Among the justices most receptive to the groups was Samuel Alito who questioned whether the government could force a group to express agreement with a policy it opposes just to get money.
“It seems to me like quite a dangerous proposition,” Alito, a conservative, said. Liberal Justices Ruth Bader Ginsburg and Sonia Sotomayor also aggressively challenged Justice Department lawyer Sri Srinivasan in his defense of the law.
By contrast, when David Bowker, the groups’ lawyer, said Congress is courting trouble when it decides whether to give money to an organization based on its viewpoint, Justice Antonin Scalia chimed in.

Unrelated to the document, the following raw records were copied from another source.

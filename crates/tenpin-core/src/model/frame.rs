use crate::model::pin::PinSet;
use crate::model::throw::Throw;
use serde::{Deserialize, Serialize};
use std::fmt;

pub const FRAME_COUNT: usize = 10;
pub const TENTH_FRAME: u8 = 10;

#[derive(Debug, Clone, PartialEq, Eq, Serialize, Deserialize)]
pub struct Frame {
    number: u8,
    throws: Vec<Throw>,
    #[serde(default)]
    is_pocket_hit: bool,
}

#[derive(Debug, Clone, PartialEq, Eq)]
pub enum FrameError {
    ThrowIndexOutOfRange { index: usize, recorded: usize },
    TooManyThrows { frame: u8, max: usize },
    FrameFinished { frame: u8 },
    PinsNotStanding { frame: u8, index: usize, knocked: PinSet, standing: PinSet },
}

impl fmt::Display for FrameError {
    fn fmt(&self, f: &mut fmt::Formatter<'_>) -> fmt::Result {
        match self {
            FrameError::ThrowIndexOutOfRange { index, recorded } => {
                write!(f, "throw index {index} skips ahead of {recorded} recorded throws")
            }
            FrameError::TooManyThrows { frame, max } => {
                write!(f, "frame {frame} holds at most {max} throws")
            }
            FrameError::FrameFinished { frame } => {
                write!(f, "frame {frame} expects no further throws")
            }
            FrameError::PinsNotStanding {
                frame,
                index,
                knocked,
                standing,
            } => write!(
                f,
                "frame {frame} throw {index} knocked [{knocked}] but only [{standing}] were standing"
            ),
        }
    }
}

impl std::error::Error for FrameError {}

impl Frame {
    /// Creates an empty frame. Numbers outside 1-10 are a programming error.
    pub fn new(number: u8) -> Self {
        assert!(
            (1..=TENTH_FRAME).contains(&number),
            "frame number {number} outside 1-10"
        );
        Self {
            number,
            throws: Vec::with_capacity(3),
            is_pocket_hit: false,
        }
    }

    /// Builds a frame from recorded throws, checking every rule on the way.
    pub fn with_throws(number: u8, throws: &[Throw]) -> Result<Self, FrameError> {
        let mut frame = Frame::new(number);
        for throw in throws {
            frame.push(*throw)?;
        }
        Ok(frame)
    }

    pub fn number(&self) -> u8 {
        self.number
    }

    pub fn is_tenth(&self) -> bool {
        self.number == TENTH_FRAME
    }

    pub fn throws(&self) -> &[Throw] {
        &self.throws
    }

    pub fn throw(&self, index: usize) -> Option<&Throw> {
        self.throws.get(index)
    }

    pub fn is_empty(&self) -> bool {
        self.throws.is_empty()
    }

    pub fn is_pocket_hit(&self) -> bool {
        self.is_pocket_hit
    }

    pub fn set_pocket_hit(&mut self, hit: bool) {
        self.is_pocket_hit = hit;
    }

    pub fn max_throws(&self) -> usize {
        if self.is_tenth() { 3 } else { 2 }
    }

    pub fn first_ball_pins(&self) -> Option<u8> {
        self.throws.first().map(Throw::pin_count)
    }

    pub fn is_strike(&self) -> bool {
        self.first_ball_pins() == Some(10)
    }

    pub fn is_spare(&self) -> bool {
        match self.throws.as_slice() {
            [first, second, ..] => {
                first.pin_count() < 10 && first.pin_count() + second.pin_count() == 10
            }
            _ => false,
        }
    }

    pub fn is_open(&self) -> bool {
        self.throws.len() >= 2 && !self.is_strike() && !self.is_spare()
    }

    /// Tenth frame only: the first two balls cleared ten pins, so a third is owed.
    pub fn earns_bonus_ball(&self) -> bool {
        self.is_tenth()
            && match self.throws.as_slice() {
                [first, second, ..] => {
                    first.pin_count() == 10 || first.pin_count() + second.pin_count() == 10
                }
                _ => false,
            }
    }

    /// No further throws are expected in this frame.
    pub fn is_finished(&self) -> bool {
        is_finished(self.number, &self.throws)
    }

    /// Sum of the frame's own credited pins, without any bonus.
    pub fn pin_total(&self) -> u32 {
        self.throws.iter().map(|t| t.pin_count() as u32).sum()
    }

    /// Pins standing before the zero-based delivery `index`.
    ///
    /// Only recorded throws before `index` are taken into account. In the
    /// tenth frame a cleared rack is reset to ten pins for the next ball.
    pub fn standing_before(&self, index: usize) -> PinSet {
        standing_before(self.number, &self.throws, index)
    }

    /// Whether delivery `index` is the first ball at a newly set rack.
    ///
    /// True for the opening ball of every frame, and in the tenth for a ball
    /// following a cleared rack. A ball after a foul faces re-spotted pins,
    /// not a fresh rack.
    pub fn is_fresh_rack(&self, index: usize) -> bool {
        index == 0
            || (self.is_tenth()
                && index < self.max_throws()
                && self.standing_after(index - 1) == Some(PinSet::EMPTY))
    }

    /// Pins left standing once the throw at `index` has been delivered.
    pub fn standing_after(&self, index: usize) -> Option<PinSet> {
        let throw = self.throws.get(index)?;
        Some(self.standing_before(index).difference(throw.counted()))
    }

    /// Writes `throw` at `index`, dropping anything recorded after it.
    pub fn record(&mut self, index: usize, throw: Throw) -> Result<(), FrameError> {
        if index > self.throws.len() {
            return Err(FrameError::ThrowIndexOutOfRange {
                index,
                recorded: self.throws.len(),
            });
        }
        if index >= self.max_throws() {
            return Err(FrameError::TooManyThrows {
                frame: self.number,
                max: self.max_throws(),
            });
        }
        let before = &self.throws[..index];
        if is_finished(self.number, before) {
            return Err(FrameError::FrameFinished { frame: self.number });
        }
        let standing = standing_before(self.number, before, index);
        if !throw.knocked().is_subset(standing) {
            return Err(FrameError::PinsNotStanding {
                frame: self.number,
                index,
                knocked: throw.knocked(),
                standing,
            });
        }

        self.throws.truncate(index);
        self.throws.push(throw);
        Ok(())
    }

    pub fn push(&mut self, throw: Throw) -> Result<(), FrameError> {
        self.record(self.throws.len(), throw)
    }

    pub fn truncate(&mut self, len: usize) {
        self.throws.truncate(len);
    }

    /// Empties the frame, dropping its pocket flag with the throws.
    pub fn clear(&mut self) {
        self.throws.clear();
        self.is_pocket_hit = false;
    }

    /// Re-checks recorded throws, e.g. after deserialization.
    pub fn validate(&self) -> Result<(), FrameError> {
        Frame::with_throws(self.number, &self.throws).map(|_| ())
    }
}

fn is_finished(number: u8, throws: &[Throw]) -> bool {
    if number < TENTH_FRAME {
        return match throws {
            [] => false,
            [first] => first.pin_count() == 10,
            _ => true,
        };
    }
    match throws {
        [first, second] => first.pin_count() != 10 && first.pin_count() + second.pin_count() < 10,
        _ => throws.len() >= 3,
    }
}

fn standing_before(number: u8, throws: &[Throw], index: usize) -> PinSet {
    let mut rack = PinSet::FULL_RACK;
    for throw in throws.iter().take(index) {
        rack = rack.difference(throw.counted());
        if rack.is_empty() && number == TENTH_FRAME {
            rack = PinSet::FULL_RACK;
        }
    }
    rack
}

#[cfg(test)]
mod tests {
    use super::{Frame, FrameError};
    use crate::model::pin::PinSet;
    use crate::model::throw::Throw;

    fn knock(numbers: &[u8]) -> Throw {
        Throw::pins(PinSet::from_numbers(numbers).unwrap())
    }

    fn strike() -> Throw {
        Throw::pins(PinSet::FULL_RACK)
    }

    #[test]
    fn strike_finishes_regular_frame() {
        let frame = Frame::with_throws(3, &[strike()]).unwrap();
        assert!(frame.is_strike());
        assert!(frame.is_finished());
        assert!(frame.standing_before(1).is_empty());
    }

    #[test]
    fn second_ball_faces_leave() {
        let frame = Frame::with_throws(1, &[knock(&[1, 2, 3, 5, 6, 9])]).unwrap();
        assert!(!frame.is_finished());
        assert_eq!(
            frame.standing_before(1),
            PinSet::from_numbers(&[4, 7, 8, 10]).unwrap()
        );
    }

    #[test]
    fn spare_and_open_frames() {
        let spare =
            Frame::with_throws(2, &[knock(&[1, 2, 3, 4, 5, 6, 7]), knock(&[8, 9, 10])]).unwrap();
        assert!(spare.is_spare());
        assert!(!spare.is_open());

        let open = Frame::with_throws(2, &[knock(&[1, 2, 3]), Throw::miss()]).unwrap();
        assert!(open.is_open());
        assert_eq!(open.pin_total(), 3);
    }

    #[test]
    fn foul_pins_are_respotted() {
        let frame = Frame::with_throws(4, &[Throw::foul()]).unwrap();
        assert_eq!(frame.standing_before(1), PinSet::FULL_RACK);
        let spare = Frame::with_throws(4, &[Throw::foul(), strike()]).unwrap();
        assert!(spare.is_spare());
    }

    #[test]
    fn tenth_frame_reracks_after_marks() {
        let after_strike = Frame::with_throws(10, &[strike()]).unwrap();
        assert_eq!(after_strike.standing_before(1), PinSet::FULL_RACK);
        assert!(!after_strike.is_finished());

        let after_spare =
            Frame::with_throws(10, &[knock(&[1, 2, 3]), knock(&[4, 5, 6, 7, 8, 9, 10])]).unwrap();
        assert_eq!(after_spare.standing_before(2), PinSet::FULL_RACK);
        assert!(!after_spare.is_finished());

        let strike_then_five =
            Frame::with_throws(10, &[strike(), knock(&[1, 2, 3, 4, 5])]).unwrap();
        assert_eq!(
            strike_then_five.standing_before(2),
            PinSet::from_numbers(&[6, 7, 8, 9, 10]).unwrap()
        );
    }

    #[test]
    fn fresh_racks() {
        let frame = Frame::with_throws(10, &[strike(), knock(&[1, 2])]).unwrap();
        assert!(frame.is_fresh_rack(0));
        assert!(frame.is_fresh_rack(1));
        assert!(!frame.is_fresh_rack(2));

        let after_foul = Frame::with_throws(5, &[Throw::foul()]).unwrap();
        assert!(!after_foul.is_fresh_rack(1));
    }

    #[test]
    fn tenth_frame_open_ends_after_two() {
        let frame = Frame::with_throws(10, &[knock(&[1, 2]), knock(&[3])]).unwrap();
        assert!(frame.is_finished());
        assert_eq!(
            frame.clone().push(Throw::miss()),
            Err(FrameError::FrameFinished { frame: 10 })
        );
    }

    #[test]
    fn tenth_frame_allows_three_strikes() {
        let frame = Frame::with_throws(10, &[strike(), strike(), strike()]).unwrap();
        assert!(frame.is_finished());
        assert_eq!(frame.pin_total(), 30);
    }

    #[test]
    fn rejects_pins_already_down() {
        let mut frame = Frame::with_throws(1, &[knock(&[1, 2])]).unwrap();
        assert!(matches!(
            frame.push(knock(&[2])),
            Err(FrameError::PinsNotStanding { index: 1, .. })
        ));
    }

    #[test]
    fn regular_frame_rejects_third_throw() {
        let mut frame = Frame::with_throws(1, &[knock(&[1]), Throw::miss()]).unwrap();
        assert_eq!(
            frame.record(2, Throw::miss()),
            Err(FrameError::TooManyThrows { frame: 1, max: 2 })
        );
    }

    #[test]
    fn record_replaces_and_truncates() {
        let mut frame = Frame::with_throws(1, &[knock(&[1]), knock(&[2])]).unwrap();
        frame.record(0, strike()).unwrap();
        assert_eq!(frame.throws(), &[strike()]);
        assert!(matches!(
            frame.record(3, Throw::miss()),
            Err(FrameError::ThrowIndexOutOfRange { .. })
        ));
    }

    #[test]
    fn clear_resets_pocket_flag() {
        let mut frame = Frame::with_throws(2, &[knock(&[1, 2, 3]), Throw::miss()]).unwrap();
        frame.set_pocket_hit(true);
        frame.clear();
        assert!(frame.is_empty());
        assert!(!frame.is_pocket_hit());
    }

    #[test]
    #[should_panic(expected = "outside 1-10")]
    fn frame_number_out_of_range_panics() {
        let _ = Frame::new(11);
    }
}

“They can’t fund the Boy Scouts of America because they like the programs that the BSA has? They have to treat them equivalently with the Muslim Brotherhood? Is that really what you’re suggesting?” Scalia said.
Two groups — Alliance for Open Society International Inc., which runs a program in Central Asia to prevent the spread of HIV/AIDS by reducing drug use, and Pathfinder International, which provides family planning and reproductive health services in more than 20 countries — went to the courts after they adopted policy statements opposing prostitution in order to keep their eligibility for funding intact. Pathfinder did so even though it wishes to remain neutral on the issue or prostitution, the appeals court said.
The other two groups are Global Health Council and Interaction.
The groups pointed out in court papers that the World Health Organization and other international organizations receive U.S funds to fight AIDS and do not have to comply with the anti-prostitution pledge. Indeed, some of the international agencies support lesser penalties for prostitution as part of their AIDS-fighting strategy.
Sotomayor and Ginsburg both raised the issue to question the importance of the anti-prostitution pledge. “I would have less problem accepting your message if there weren’t four major organizations who were exempted from the policy requirement,” Sotomayor said.
Justice Elena Kagan is not taking part in the case, presumably because she worked on it while serving in the Justice Department. A decision is expected by late June.
The case is United States Agency for International Development v. Alliance for Open Society International, 12-10.